Correct that, the receptionist was showy—strikingly pretty, with a model’s symmetrical features. Keller watched the woman closely as she approached. Much could be learned in these initial encounters. The receptionists of companies—particularly smaller branch offices like Marconi Chicago—usually knew where the bodies were buried. They saw who came and went, were tapped into the secretarial gossip circles, and needed something to make the boring job bearable. Would the woman look worried? Scared? Nonchalant? Or excited at the break in her routine?
“Hi,” Keller said, friendly enough. “I’m Special Agent Keller. I’m here to see Devin Milbank.” Keller showed her badge, watched the woman’s face.
“One moment, please,” she said. The woman smiled, but Keller saw a twitch. A barely discernible flash in the eyes.

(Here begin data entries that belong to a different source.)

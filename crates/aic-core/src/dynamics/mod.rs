//! Rigid-body rotational dynamics
//!
//! - [`regressor`]: torque regressor Y(Ω, α), linear in the inertia parameters
//! - [`rigid_body`]: torque model and the simulated attitude plant

pub mod regressor;
pub mod rigid_body;

pub use regressor::*;
pub use rigid_body::*;
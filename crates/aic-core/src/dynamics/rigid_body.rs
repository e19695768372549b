//! Rigid-body rotational dynamics
//!
//! Two conventions live here and must not be mixed up:
//!
//! - [`rigid_body_torque`] is the torque model the controller is built on,
//!   τ = Jα − Ω × (JΩ). The regressor reproduces it exactly.
//! - [`RigidBodyAttitude`] is the physical plant used by the simulator,
//!   Jω̇ = τ − ω × Jω (Euler's equation).

use nalgebra::{Matrix3, Vector3};
use serde::{Deserialize, Serialize};

use crate::math::{integrate_rotation, rk4_vec3};

/// Torque model linear in the inertia parameters
///
/// τ = J α − Ω × (J Ω)
pub fn rigid_body_torque(j: &Matrix3<f64>, omega: &Vector3<f64>, alpha: &Vector3<f64>) -> Vector3<f64> {
    j * alpha - omega.cross(&(j * omega))
}

/// Attitude state of a rigid body
#[derive(Debug, Clone, Serialize, Deserialize)]
pub struct RigidBodyState {
    /// Orientation (body to world)
    pub rotation: Matrix3<f64>,
    /// Angular velocity [rad/s] (body frame)
    pub angular_velocity: Vector3<f64>,
}

impl Default for RigidBodyState {
    fn default() -> Self {
        Self {
            rotation: Matrix3::identity(),
            angular_velocity: Vector3::zeros(),
        }
    }
}

/// Rotational plant with a fixed, known inertia
#[derive(Debug, Clone)]
pub struct RigidBodyAttitude {
    /// Inertia tensor [kg·m²] (body frame)
    inertia: Matrix3<f64>,
    /// Inverse inertia tensor
    inertia_inv: Matrix3<f64>,
}

impl RigidBodyAttitude {
    /// Create a plant; `None` if the inertia is not invertible
    pub fn new(inertia: Matrix3<f64>) -> Option<Self> {
        let inertia_inv = inertia.try_inverse()?;
        Some(Self { inertia, inertia_inv })
    }

    pub fn inertia(&self) -> &Matrix3<f64> {
        &self.inertia
    }

    /// ω̇ = J⁻¹(τ − ω × Jω)
    pub fn angular_acceleration(&self, omega: &Vector3<f64>, torque: &Vector3<f64>) -> Vector3<f64> {
        let gyro = omega.cross(&(self.inertia * omega));
        self.inertia_inv * (torque - gyro)
    }

    /// Advance the state by `dt` under a constant torque
    pub fn step(&self, state: &RigidBodyState, torque: &Vector3<f64>, dt: f64) -> RigidBodyState {
        let omega_next = rk4_vec3(&state.angular_velocity, 0.0, dt, |_, w| {
            self.angular_acceleration(w, torque)
        });

        // Midpoint rate for the attitude update
        let omega_mid = 0.5 * (state.angular_velocity + omega_next);

        RigidBodyState {
            rotation: integrate_rotation(&state.rotation, &omega_mid, dt),
            angular_velocity: omega_next,
        }
    }
}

The receptionist tapped on the keyboard, and in her headset mic said, “Sheryl, I have a Special Agent Keller from the FBI here to see Mr. Milbank.” A long silence followed as she listened on the other end. “No, she didn’t say.” The woman’s glance returned to Keller. “If you’d like to have a seat, Agent Keller, someone will be right with you.”
“I prefer to stand,” Keller said, if only to see the woman’s reaction. Another smile, a nervous twist of her hair.
Keller waited patiently, gazing out at the spectacular view, the tops of other skyscrapers and the green water of Lake Michigan spanning out to the horizon. It was nearly ten minutes before another woman, pretty again, appeared in the lobby. The delay meant the executives were having a pre-meeting. Probably a panicked one. The woman escorted Keller to the door of a glass-walled conference room. The glass was frosted so Keller couldn’t see inside.